Oral Hygiene Status and Practice
The
present study showed that the oral hygiene practices in terms of the
frequency, duration and period of tooth brushing was very poor due to
lack of co-operation, therefore the prevalence of dental caries and
gingivitis is high. Parents and careers reported difficulties when they
brushed the children’s teeth [14] further compounded by the lack of
manual dexterity of autistic children. Morales-Chávez (2017) found a
lack of cooperation in daily dental hygiene in 35.7% of children with
ASD. Maintaining good dental hygiene is a difficult task for 40 to 50%
of people with ASD [15]. Rada (2010) similarly argues that lack of oral
hygiene is one of the biggest causes of rapid increases in caries rates
and periodontal disease in young people with ASD compared to
neurotypical children [16]. In general, children preferred soft and
sweetened foods, and tend to ‘pouch’ food inside the mouth instead of
swallowing it due to poor tongue coordination, thereby increasing the
susceptibility to caries [18,19]. Studies have shown that children with
autism exhibited a higher caries prevalence, poor oral hygiene and
extensive unmet needs for dental treatment than non-autistic children
[19–21] this concurs with the present study where high levels of dental
plaque was found. The children also presented with a high mean DMFT
index, a high plaque index and a high gingival bleeding index and
therefore require stringent oral hygiene practices. In the present
study, oral hygiene practices were carried out mainly by the mothers of
the children.
Vajawat
and Deepika [19] suggested that attempts should be made by parents,
general dentists and periodontists to teach oral hygiene methods to the
children by constant repetition and patience, as autistic individuals
can develop skills over a period and lead a more productive and
independent life [19]. Jaber MA [18] also suggested that oral health
programmed that emphasize prevention should be considered of importance
for children and young people with autism [18]. Another reason for high
prevalence of oral diseases in autism children is poor access to oral
health care facilities.

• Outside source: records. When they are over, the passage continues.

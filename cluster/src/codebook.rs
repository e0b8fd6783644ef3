use std::sync::Arc;
use std::thread;

use serde::{Deserialize, Serialize};
use tracing::debug;

use crate::config::SearchConfig;
use crate::error::ClusterError;
use crate::jenks::{build_cluster, Cluster};
use crate::registry::{SearchRegistry, Token};

/// One [`Cluster`] per coefficient column. Immutable once built.
#[derive(Debug, Clone, PartialEq, Serialize, Deserialize)]
pub struct Codebook {
    pub columns: Vec<Cluster>,
}

impl Codebook {
    pub fn coefficients(&self) -> usize {
        self.columns.len()
    }

    /// Nearest centroid of `column` to `value`, with its absolute distance.
    pub fn nearest(&self, column: usize, value: f32) -> Result<(f32, f32), ClusterError> {
        self.columns
            .get(column)
            .map(|c| c.nearest(value))
            .ok_or(ClusterError::Column {
                column,
                coefficients: self.columns.len(),
            })
    }
}

/// Builds a codebook from frame-major sequences of `coefficients` values
/// per frame.
///
/// Every column is searched on its own scoped thread under the token
/// `base_token · coefficients + column`, computed with wrapping arithmetic.
/// The first failing column's error is returned once all workers have
/// joined.
pub fn build_codebook(
    sequences: &[&[f32]],
    coefficients: usize,
    min_hint: usize,
    base_token: Token,
    registry: &Arc<SearchRegistry>,
    cfg: &SearchConfig,
) -> Result<Codebook, ClusterError> {
    if coefficients == 0 {
        return Err(ClusterError::Shape {
            len: sequences.iter().map(|s| s.len()).sum(),
            coefficients,
        });
    }
    if let Some(bad) = sequences.iter().find(|s| s.len() % coefficients != 0) {
        return Err(ClusterError::Shape {
            len: bad.len(),
            coefficients,
        });
    }

    let columns: Vec<Vec<f32>> = (0..coefficients)
        .map(|c| {
            sequences
                .iter()
                .flat_map(|s| s.iter().skip(c).step_by(coefficients).copied())
                .collect()
        })
        .collect();
    debug!(
        base_token,
        coefficients,
        values = columns[0].len(),
        "building codebook"
    );

    let results: Vec<Result<Cluster, ClusterError>> = thread::scope(|s| {
        let workers: Vec<_> = columns
            .iter()
            .enumerate()
            .map(|(c, values)| {
                let token = base_token.wrapping_mul(coefficients as Token).wrapping_add(c as Token);
                s.spawn(move || build_cluster(values, min_hint, token, registry, cfg))
            })
            .collect();
        workers
            .into_iter()
            .map(|w| match w.join() {
                Ok(r) => r,
                Err(panic) => std::panic::resume_unwind(panic),
            })
            .collect()
    });

    let columns = results.into_iter().collect::<Result<Vec<_>, _>>()?;
    Ok(Codebook { columns })
}
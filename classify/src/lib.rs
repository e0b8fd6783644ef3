//! Hierarchical nearest-neighbour phoneme classification.
//!
//! A [`Trainer`] turns labelled signals into a [`Model`] of per-class
//! prototypes (and codebooks, in quantized mode). A [`Classifier`] aligns a
//! query against the model with DTW and votes among the `k` nearest
//! prototypes, optionally narrowing the candidate classes first with a
//! coarse voice and/or group stage driven by time-domain descriptors.
//!
//! # Usage
//!
//! ```no_run
//! use phonex_classify::{Classifier, ClassifierConfig, Trainer};
//!
//! # fn signal(_: &str) -> Vec<f32> { vec![0.0; 1024] }
//! let cfg = ClassifierConfig::default();
//! let mut trainer = Trainer::new(cfg.clone())?;
//! trainer.add_named("aa", &signal("aa-1"))?;
//! trainer.add_named("s", &signal("s-1"))?;
//!
//! let classifier = Classifier::new(trainer.finish()?, cfg)?;
//! let out = classifier.classify_signal(&signal("query"), None)?;
//! println!("{:?}", out.decision);
//! # Ok::<(), phonex_classify::ClassifyError>(())
//! ```

pub mod catalog;
mod classifier;
mod config;
mod error;
mod knn;
mod model;
mod stats;
mod trainer;

pub use catalog::{ClassId, Group, PhonemeClass, Voice, SILENCE};
pub use classifier::{Classification, Classifier};
pub use config::{ClassifierConfig, CoarseStage};
pub use error::ClassifyError;
pub use knn::{effective_k, rank, vote, Decision, Guess};
pub use model::{ClassModel, Counters, Model, Prototype};
pub use stats::{RunStatistics, StatsSnapshot};
pub use trainer::Trainer;
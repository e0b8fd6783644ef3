use thiserror::Error;

/// Errors returned by the clustering search.
#[derive(Debug, Error)]
pub enum ClusterError {
    #[error("no values to cluster")]
    Empty,

    #[error("non-finite value at index {index}")]
    NonFinite { index: usize },

    #[error("column {column} out of range for {coefficients} coefficients")]
    Column { column: usize, coefficients: usize },

    #[error("sequence of {len} values is not a whole number of {coefficients}-coefficient frames")]
    Shape { len: usize, coefficients: usize },

    #[error("search {token} already running")]
    Busy { token: u64 },
}

impl ClusterError {
    /// Reports whether the failure is local to one search.
    ///
    /// Corrupt input data is not.
    pub fn is_recoverable(&self) -> bool {
        matches!(self, Self::Empty | Self::Busy { .. })
    }
}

In the present study 86.46% of the children with
ASD never consulted a dentist and this could be due to the lack of
infrastructure and human resources to manage the children in Cameroon.
Bartolomé Villar and colleagues [22] in their review, reported that
certain disorders are more prevalent in association with ASD —
malocclusions, enamel hypoplasia, parafunctional habits (bruxism) and
deleterious habits (mouth breathing, tongue thrusting, rumination) as
well as a higher incidence of dental trauma, owing either to accidents
or to self-imposed injuries [22]. Similarly, in the present study,
dental malocclusion, enamel hypoplasia and enamel opacities were
observed among the children with ASD, as was bad breath. Motta et al.
[23] found a statistically significant association between halitosis and
mouth breathing [23]). In the present study the prevalence of dental
trauma to both the hard and soft tissues was very high as compared to
the case-control study carried out by Altun et al. [24] on ASD children
(AG) and a control group (CG). They reported that the rate of injury was
higher among the AG (23%) than the CG (15%), though the difference
between the 2 groups, however, was not statistically significant
(P<.19). The most common type of dental injury was enamel fracture.
The rate of enamel fracture was higher in the CG (59%) than in the AG
(33%), and the distribution of types of traumatic injury differed
significantly between the AG and CG (P>.01). According to their
study, the maxillary central incisors were most affected and enamel
fracture was mostly common. This is because the maxillary central
incisors are the more prominent and are the first teeth receive impact.
In our study, the high level of injuries might because of the play
grounds, or the surroundings of the children are not protected from
activities that might prevent impactful contacts. In conclusion,
children with autism presented with a high prevalence of dental caries
and periodontal diseases, bad breath, and dental trauma to hard and soft
tissues.
Recommendation
Since
autism patients present with many functional and clinical problems, a
multidisciplinary approach is needed in Cameroon for the management of
both dental and behavioral problems.